Task -
From the records below, please return each line that holds the word "Herbert".

Stored items -
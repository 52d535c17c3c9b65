//! # Domain Types
//!
//! Types shared by the cart, checkout and order modules.
//!
//! ## Type Overview
//! ```text
//! ┌─────────────────────────────────────────────────────────────────────────┐
//! │                         Domain Types                                    │
//! │                                                                         │
//! │  ┌─────────────────┐   ┌─────────────────┐   ┌─────────────────┐        │
//! │  │  CatalogItem    │   │    Identity     │   │ ShippingDetails │        │
//! │  │  ─────────────  │   │  ─────────────  │   │  ─────────────  │        │
//! │  │  id             │   │  uid            │   │  full_name      │        │
//! │  │  title/authors  │   │  email          │   │  street_address │        │
//! │  │  price (weekly) │   │  role           │   │  city/state/... │        │
//! │  └────────┬────────┘   └─────────────────┘   └─────────────────┘        │
//! │           │ frozen copy at order time                                   │
//! │           ▼                                                             │
//! │  ┌─────────────────┐                                                    │
//! │  │   RentedBook    │   owned by Order, never follows catalog changes    │
//! │  └─────────────────┘                                                    │
//! └─────────────────────────────────────────────────────────────────────────┘
//! ```

use chrono::{DateTime, Utc};
use serde::{Deserialize, Serialize};

use crate::error::CoreResult;
use crate::money::Money;
use crate::pricing;

/// Author string stored when the catalog lists no contributors.
pub const UNKNOWN_AUTHOR: &str = "Unknown Author";

/// Cover reference stored when the catalog has no thumbnail.
pub const PLACEHOLDER_COVER: &str = "/placeholder.svg";

// =============================================================================
// Catalog Item
// =============================================================================

/// A rentable book as supplied by the catalog collaborator.
///
/// Read-only to the core: the cart keeps a copy, orders keep a
/// [`RentedBook`] snapshot.
#[derive(Debug, Clone, PartialEq, Serialize, Deserialize)]
#[serde(rename_all = "camelCase")]
pub struct CatalogItem {
    /// Catalog identifier (unique per item).
    pub id: String,

    /// Display title.
    pub title: String,

    /// Contributor names, in catalog order.
    pub authors: Vec<String>,

    /// Cover thumbnail reference.
    pub thumbnail: Option<String>,

    /// Rental price per week.
    pub price: Money,

    /// Availability hint. Not a reservation.
    pub available: bool,
}

impl CatalogItem {
    /// Creates an available item with no authors or thumbnail.
    pub fn new(id: impl Into<String>, title: impl Into<String>, weekly_rate: Money) -> Self {
        CatalogItem {
            id: id.into(),
            title: title.into(),
            authors: Vec::new(),
            thumbnail: None,
            price: weekly_rate,
            available: true,
        }
    }

    /// Creates an item from a raw catalog price.
    ///
    /// Fails with `InvalidPricingInput` when the rate is non-finite or
    /// negative.
    pub fn from_catalog(
        id: impl Into<String>,
        title: impl Into<String>,
        weekly_rate: f64,
    ) -> CoreResult<Self> {
        let price = Money::try_from_f64(weekly_rate)?;
        // Reuse the engine's rate check so both entry points agree.
        pricing::line_total(price, pricing::DAYS_PER_WEEK)?;
        Ok(CatalogItem::new(id, title, price))
    }

    /// Sets the contributor list.
    pub fn with_authors<I, S>(mut self, authors: I) -> Self
    where
        I: IntoIterator<Item = S>,
        S: Into<String>,
    {
        self.authors = authors.into_iter().map(Into::into).collect();
        self
    }

    /// Sets the thumbnail reference.
    pub fn with_thumbnail(mut self, thumbnail: impl Into<String>) -> Self {
        self.thumbnail = Some(thumbnail.into());
        self
    }

    /// Sets the availability hint.
    pub fn with_availability(mut self, available: bool) -> Self {
        self.available = available;
        self
    }

    /// Contributors joined for display, or [`UNKNOWN_AUTHOR`].
    pub fn author_line(&self) -> String {
        if self.authors.is_empty() {
            UNKNOWN_AUTHOR.to_string()
        } else {
            self.authors.join(", ")
        }
    }
}

// =============================================================================
// Rented Book (order line snapshot)
// =============================================================================

/// One line of an order, frozen at creation time.
///
/// A deep copy: later catalog price changes or deletions never touch it.
#[derive(Debug, Clone, PartialEq, Serialize, Deserialize)]
#[serde(rename_all = "camelCase")]
pub struct RentedBook {
    pub book_id: String,
    pub title: String,
    pub author: String,
    pub cover_image: String,
    /// Weekly rate at the time of ordering.
    pub price: Money,
    pub rental_days: i64,
    /// `price × rental_days / 7`, unrounded.
    pub total_price: Money,
}

impl RentedBook {
    /// Freezes a catalog item and chosen duration into an order line.
    pub fn snapshot(item: &CatalogItem, rental_days: i64) -> CoreResult<Self> {
        Ok(RentedBook {
            book_id: item.id.clone(),
            title: item.title.clone(),
            author: item.author_line(),
            cover_image: item
                .thumbnail
                .clone()
                .unwrap_or_else(|| PLACEHOLDER_COVER.to_string()),
            price: item.price,
            rental_days,
            total_price: pricing::line_total(item.price, rental_days)?,
        })
    }
}

// =============================================================================
// Roles & Identity
// =============================================================================

/// Role of an authenticated user.
#[derive(Debug, Clone, Copy, PartialEq, Eq, Default, Serialize, Deserialize)]
#[cfg_attr(feature = "sqlx", derive(sqlx::Type))]
#[cfg_attr(feature = "sqlx", sqlx(rename_all = "lowercase"))]
#[serde(rename_all = "lowercase")]
pub enum Role {
    /// Regular customer.
    #[default]
    Shopper,
    /// Back-office user allowed to manage all orders.
    Admin,
}

/// The authenticated actor, as reported by the auth collaborator.
#[derive(Debug, Clone, PartialEq, Eq, Serialize, Deserialize)]
#[serde(rename_all = "camelCase")]
pub struct Identity {
    pub uid: String,
    pub email: String,
    pub display_name: String,
    pub role: Role,
}

impl Identity {
    /// Creates a shopper identity.
    pub fn shopper(
        uid: impl Into<String>,
        email: impl Into<String>,
        display_name: impl Into<String>,
    ) -> Self {
        Identity {
            uid: uid.into(),
            email: email.into(),
            display_name: display_name.into(),
            role: Role::Shopper,
        }
    }

    /// Creates an admin identity.
    pub fn admin(
        uid: impl Into<String>,
        email: impl Into<String>,
        display_name: impl Into<String>,
    ) -> Self {
        Identity {
            role: Role::Admin,
            ..Identity::shopper(uid, email, display_name)
        }
    }

    #[inline]
    pub fn is_admin(&self) -> bool {
        self.role == Role::Admin
    }
}

/// A stored user profile (read from the profile collaborator).
#[derive(Debug, Clone, PartialEq, Eq, Serialize, Deserialize)]
#[serde(rename_all = "camelCase")]
pub struct UserProfile {
    pub uid: String,
    pub email: String,
    pub full_name: Option<String>,
    pub role: Role,
    pub created_at: DateTime<Utc>,
}

impl UserProfile {
    /// The identity this profile authenticates as.
    pub fn identity(&self) -> Identity {
        Identity {
            uid: self.uid.clone(),
            email: self.email.clone(),
            display_name: self.full_name.clone().unwrap_or_else(|| self.email.clone()),
            role: self.role,
        }
    }
}

// =============================================================================
// Shipping Details
// =============================================================================

/// Delivery details collected at the shipping step.
///
/// Every field except `country` is required; see
/// [`crate::validation::validate_shipping_details`].
#[derive(Debug, Clone, PartialEq, Eq, Default, Serialize, Deserialize)]
#[serde(rename_all = "camelCase")]
pub struct ShippingDetails {
    pub full_name: String,
    pub street_address: String,
    pub city: String,
    pub state: String,
    pub postal_code: String,
    pub country: String,
}

impl ShippingDetails {
    /// Flattens the details into the single delivery-address string stored on
    /// the order: `"name, street, city, state postal, country"`.
    pub fn delivery_address(&self) -> String {
        format!(
            "{}, {}, {}, {} {}, {}",
            self.full_name.trim(),
            self.street_address.trim(),
            self.city.trim(),
            self.state.trim(),
            self.postal_code.trim(),
            self.country.trim()
        )
    }
}

#[cfg(test)]
mod tests {
    use super::*;
    use rust_decimal_macros::dec;

    #[test]
    fn test_author_line() {
        let item = CatalogItem::new("b1", "Dune", Money::from_major(5));
        assert_eq!(item.author_line(), UNKNOWN_AUTHOR);

        let item = item.with_authors(["Frank Herbert", "Brian Herbert"]);
        assert_eq!(item.author_line(), "Frank Herbert, Brian Herbert");
    }

    #[test]
    fn test_from_catalog_rejects_bad_rates() {
        assert!(CatalogItem::from_catalog("b1", "Dune", f64::NAN).is_err());
        assert!(CatalogItem::from_catalog("b1", "Dune", -2.0).is_err());
        assert!(CatalogItem::from_catalog("b1", "Dune", 0.0).is_ok());
    }

    #[test]
    fn test_snapshot_freezes_values() {
        let mut item = CatalogItem::new("b1", "Dune", Money::from_major(10))
            .with_authors(["Frank Herbert"])
            .with_thumbnail("http://covers/dune.jpg");
        let book = RentedBook::snapshot(&item, 14).unwrap();

        item.price = Money::from_major(99);
        item.title = "Dune (revised)".to_string();

        assert_eq!(book.title, "Dune");
        assert_eq!(book.price, Money::from_major(10));
        assert_eq!(book.total_price, Money::new(dec!(20)));
        assert_eq!(book.cover_image, "http://covers/dune.jpg");
    }

    #[test]
    fn test_snapshot_placeholder_cover() {
        let item = CatalogItem::new("b1", "Dune", Money::from_major(10));
        let book = RentedBook::snapshot(&item, 7).unwrap();
        assert_eq!(book.cover_image, PLACEHOLDER_COVER);
        assert_eq!(book.author, UNKNOWN_AUTHOR);
    }

    #[test]
    fn test_delivery_address() {
        let details = ShippingDetails {
            full_name: "Asha Rao".to_string(),
            street_address: "12 MG Road".to_string(),
            city: "Pune".to_string(),
            state: "MH".to_string(),
            postal_code: "411001".to_string(),
            country: "India".to_string(),
        };
        assert_eq!(
            details.delivery_address(),
            "Asha Rao, 12 MG Road, Pune, MH 411001, India"
        );
    }

    #[test]
    fn test_profile_identity_falls_back_to_email() {
        let profile = UserProfile {
            uid: "u1".to_string(),
            email: "a@example.com".to_string(),
            full_name: None,
            role: Role::Admin,
            created_at: Utc::now(),
        };
        let identity = profile.identity();
        assert_eq!(identity.display_name, "a@example.com");
        assert!(identity.is_admin());
    }

    #[test]
    fn test_role_serializes_lowercase() {
        assert_eq!(serde_json::to_string(&Role::Admin).unwrap(), "\"admin\"");
    }
}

The completed task -
        let item = item.with_authors(["Frank Herbert", "Brian Herbert"]);
        assert_eq!(item.author_line(), "Frank Herbert, Brian Herbert");
            .with_authors(["Frank Herbert"])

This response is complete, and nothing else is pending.